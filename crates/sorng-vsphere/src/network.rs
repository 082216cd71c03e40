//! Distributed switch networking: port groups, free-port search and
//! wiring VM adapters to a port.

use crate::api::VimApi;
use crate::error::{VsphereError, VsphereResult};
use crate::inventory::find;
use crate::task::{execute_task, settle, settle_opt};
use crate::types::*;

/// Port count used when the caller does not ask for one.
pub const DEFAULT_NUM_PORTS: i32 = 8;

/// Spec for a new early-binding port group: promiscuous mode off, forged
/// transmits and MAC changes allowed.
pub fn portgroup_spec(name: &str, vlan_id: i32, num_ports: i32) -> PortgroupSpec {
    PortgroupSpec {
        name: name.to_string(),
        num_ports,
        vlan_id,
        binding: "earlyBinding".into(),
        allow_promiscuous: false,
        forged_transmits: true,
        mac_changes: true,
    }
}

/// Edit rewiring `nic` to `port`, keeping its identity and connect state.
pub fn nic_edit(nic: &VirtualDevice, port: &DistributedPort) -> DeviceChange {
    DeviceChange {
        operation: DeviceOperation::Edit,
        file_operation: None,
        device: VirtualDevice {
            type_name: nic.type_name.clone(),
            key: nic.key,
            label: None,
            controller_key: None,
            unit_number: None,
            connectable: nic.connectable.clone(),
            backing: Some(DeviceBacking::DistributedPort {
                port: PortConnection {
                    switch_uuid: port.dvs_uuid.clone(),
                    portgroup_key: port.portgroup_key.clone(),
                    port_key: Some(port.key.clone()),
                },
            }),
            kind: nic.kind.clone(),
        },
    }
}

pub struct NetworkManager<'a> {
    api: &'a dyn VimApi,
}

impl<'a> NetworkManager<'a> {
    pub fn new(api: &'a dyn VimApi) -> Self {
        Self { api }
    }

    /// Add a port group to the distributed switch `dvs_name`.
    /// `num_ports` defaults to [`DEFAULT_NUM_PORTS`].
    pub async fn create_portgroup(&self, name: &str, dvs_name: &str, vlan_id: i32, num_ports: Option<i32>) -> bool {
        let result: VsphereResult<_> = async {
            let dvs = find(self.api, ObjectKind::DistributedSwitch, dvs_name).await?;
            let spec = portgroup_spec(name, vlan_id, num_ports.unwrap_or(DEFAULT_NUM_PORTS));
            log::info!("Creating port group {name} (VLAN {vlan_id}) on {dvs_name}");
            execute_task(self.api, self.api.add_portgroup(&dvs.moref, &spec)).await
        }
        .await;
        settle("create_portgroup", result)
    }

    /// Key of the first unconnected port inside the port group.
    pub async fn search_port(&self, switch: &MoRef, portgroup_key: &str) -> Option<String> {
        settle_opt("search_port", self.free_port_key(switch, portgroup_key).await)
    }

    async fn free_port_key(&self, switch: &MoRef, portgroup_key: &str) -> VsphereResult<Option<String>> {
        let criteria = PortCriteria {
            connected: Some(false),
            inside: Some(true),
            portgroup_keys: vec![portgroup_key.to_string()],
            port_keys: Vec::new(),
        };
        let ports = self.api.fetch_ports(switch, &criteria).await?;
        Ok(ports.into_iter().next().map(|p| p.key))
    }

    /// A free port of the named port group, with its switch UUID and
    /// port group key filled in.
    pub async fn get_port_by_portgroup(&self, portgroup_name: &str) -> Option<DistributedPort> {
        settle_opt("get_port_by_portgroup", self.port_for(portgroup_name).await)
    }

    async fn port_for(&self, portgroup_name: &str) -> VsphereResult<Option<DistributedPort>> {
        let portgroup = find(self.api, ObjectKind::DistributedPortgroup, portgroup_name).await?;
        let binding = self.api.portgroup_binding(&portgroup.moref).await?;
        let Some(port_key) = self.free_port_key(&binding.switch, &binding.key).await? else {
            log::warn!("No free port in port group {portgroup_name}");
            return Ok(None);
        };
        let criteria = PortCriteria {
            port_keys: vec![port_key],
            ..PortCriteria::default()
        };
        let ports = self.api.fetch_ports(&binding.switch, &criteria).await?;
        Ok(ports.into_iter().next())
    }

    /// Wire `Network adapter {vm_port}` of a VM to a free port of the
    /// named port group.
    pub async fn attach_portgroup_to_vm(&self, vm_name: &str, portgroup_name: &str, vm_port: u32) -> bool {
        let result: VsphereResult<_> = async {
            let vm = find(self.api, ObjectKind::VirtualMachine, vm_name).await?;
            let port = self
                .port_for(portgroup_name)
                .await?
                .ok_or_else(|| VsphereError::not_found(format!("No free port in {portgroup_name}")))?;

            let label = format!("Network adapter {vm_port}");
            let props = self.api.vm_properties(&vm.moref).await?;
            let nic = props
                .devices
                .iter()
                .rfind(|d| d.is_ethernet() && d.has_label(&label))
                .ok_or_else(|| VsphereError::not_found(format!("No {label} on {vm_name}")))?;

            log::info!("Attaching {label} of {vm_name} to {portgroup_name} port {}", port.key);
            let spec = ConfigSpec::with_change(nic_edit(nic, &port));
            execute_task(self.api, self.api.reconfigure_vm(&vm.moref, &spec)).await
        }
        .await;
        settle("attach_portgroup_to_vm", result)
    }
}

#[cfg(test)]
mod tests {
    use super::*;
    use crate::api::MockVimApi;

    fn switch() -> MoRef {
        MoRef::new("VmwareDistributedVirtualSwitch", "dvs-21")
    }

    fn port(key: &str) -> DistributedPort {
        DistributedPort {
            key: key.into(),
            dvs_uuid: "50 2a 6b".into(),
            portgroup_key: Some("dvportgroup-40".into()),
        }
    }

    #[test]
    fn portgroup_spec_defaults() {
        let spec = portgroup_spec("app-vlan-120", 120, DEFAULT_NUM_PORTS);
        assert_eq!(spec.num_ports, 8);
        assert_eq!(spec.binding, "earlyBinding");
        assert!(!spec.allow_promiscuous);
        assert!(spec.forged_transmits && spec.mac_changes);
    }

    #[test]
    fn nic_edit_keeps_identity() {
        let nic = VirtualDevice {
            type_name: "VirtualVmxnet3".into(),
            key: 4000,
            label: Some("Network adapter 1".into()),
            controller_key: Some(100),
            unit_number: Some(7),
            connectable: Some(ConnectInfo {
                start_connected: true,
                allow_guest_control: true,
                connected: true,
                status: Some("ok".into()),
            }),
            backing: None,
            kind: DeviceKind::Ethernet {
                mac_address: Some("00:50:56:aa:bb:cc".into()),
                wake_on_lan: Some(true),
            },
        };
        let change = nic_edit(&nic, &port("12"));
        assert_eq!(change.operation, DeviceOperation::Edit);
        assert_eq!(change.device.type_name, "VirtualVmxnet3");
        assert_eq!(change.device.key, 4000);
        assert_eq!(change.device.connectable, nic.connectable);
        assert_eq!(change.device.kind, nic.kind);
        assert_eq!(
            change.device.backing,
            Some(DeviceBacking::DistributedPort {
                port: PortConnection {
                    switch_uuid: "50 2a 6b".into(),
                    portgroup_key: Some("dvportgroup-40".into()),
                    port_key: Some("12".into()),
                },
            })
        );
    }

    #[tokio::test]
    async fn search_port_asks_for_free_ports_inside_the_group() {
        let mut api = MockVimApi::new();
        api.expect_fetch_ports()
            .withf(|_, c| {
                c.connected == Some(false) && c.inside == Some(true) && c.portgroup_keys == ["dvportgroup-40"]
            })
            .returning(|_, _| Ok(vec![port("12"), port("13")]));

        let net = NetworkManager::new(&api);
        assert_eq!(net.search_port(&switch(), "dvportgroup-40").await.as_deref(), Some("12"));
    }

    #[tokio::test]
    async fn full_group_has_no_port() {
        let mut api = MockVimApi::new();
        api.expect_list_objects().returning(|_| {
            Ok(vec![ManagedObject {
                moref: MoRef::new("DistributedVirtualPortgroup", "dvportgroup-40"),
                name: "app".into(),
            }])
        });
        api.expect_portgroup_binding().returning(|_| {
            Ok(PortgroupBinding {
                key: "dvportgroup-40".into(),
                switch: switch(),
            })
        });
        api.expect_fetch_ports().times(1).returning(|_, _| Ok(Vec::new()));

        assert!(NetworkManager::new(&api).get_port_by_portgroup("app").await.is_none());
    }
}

__Task prompt__. The required output is each line from the one with "assert_eq!(change.operation, DeviceOperation::Edit);" through the end of the material above, repeated exactly with both ends included.

__The answer__.
        assert_eq!(change.operation, DeviceOperation::Edit);
        assert_eq!(change.device.type_name, "VirtualVmxnet3");
        assert_eq!(change.device.key, 4000);
        assert_eq!(change.device.connectable, nic.connectable);
        assert_eq!(change.device.kind, nic.kind);
        assert_eq!(
            change.device.backing,
            Some(DeviceBacking::DistributedPort {
                port: PortConnection {
                    switch_uuid: "50 2a 6b".into(),
                    portgroup_key: Some("dvportgroup-40".into()),
                    port_key: Some("12".into()),
                },
            })
        );
    }

    #[tokio::test]
    async fn search_port_asks_for_free_ports_inside_the_group() {
        let mut api = MockVimApi::new();
        api.expect_fetch_ports()
            .withf(|_, c| {
                c.connected == Some(false) && c.inside == Some(true) && c.portgroup_keys == ["dvportgroup-40"]
            })
            .returning(|_, _| Ok(vec![port("12"), port("13")]));

        let net = NetworkManager::new(&api);
        assert_eq!(net.search_port(&switch(), "dvportgroup-40").await.as_deref(), Some("12"));
    }

    #[tokio::test]
    async fn full_group_has_no_port() {
        let mut api = MockVimApi::new();
        api.expect_list_objects().returning(|_| {
            Ok(vec![ManagedObject {
                moref: MoRef::new("DistributedVirtualPortgroup", "dvportgroup-40"),
                name: "app".into(),
            }])
        });
        api.expect_portgroup_binding().returning(|_| {
            Ok(PortgroupBinding {
                key: "dvportgroup-40".into(),
                switch: switch(),
            })
        });
        api.expect_fetch_ports().times(1).returning(|_, _| Ok(Vec::new()));

        assert!(NetworkManager::new(&api).get_port_by_portgroup("app").await.is_none());
    }
}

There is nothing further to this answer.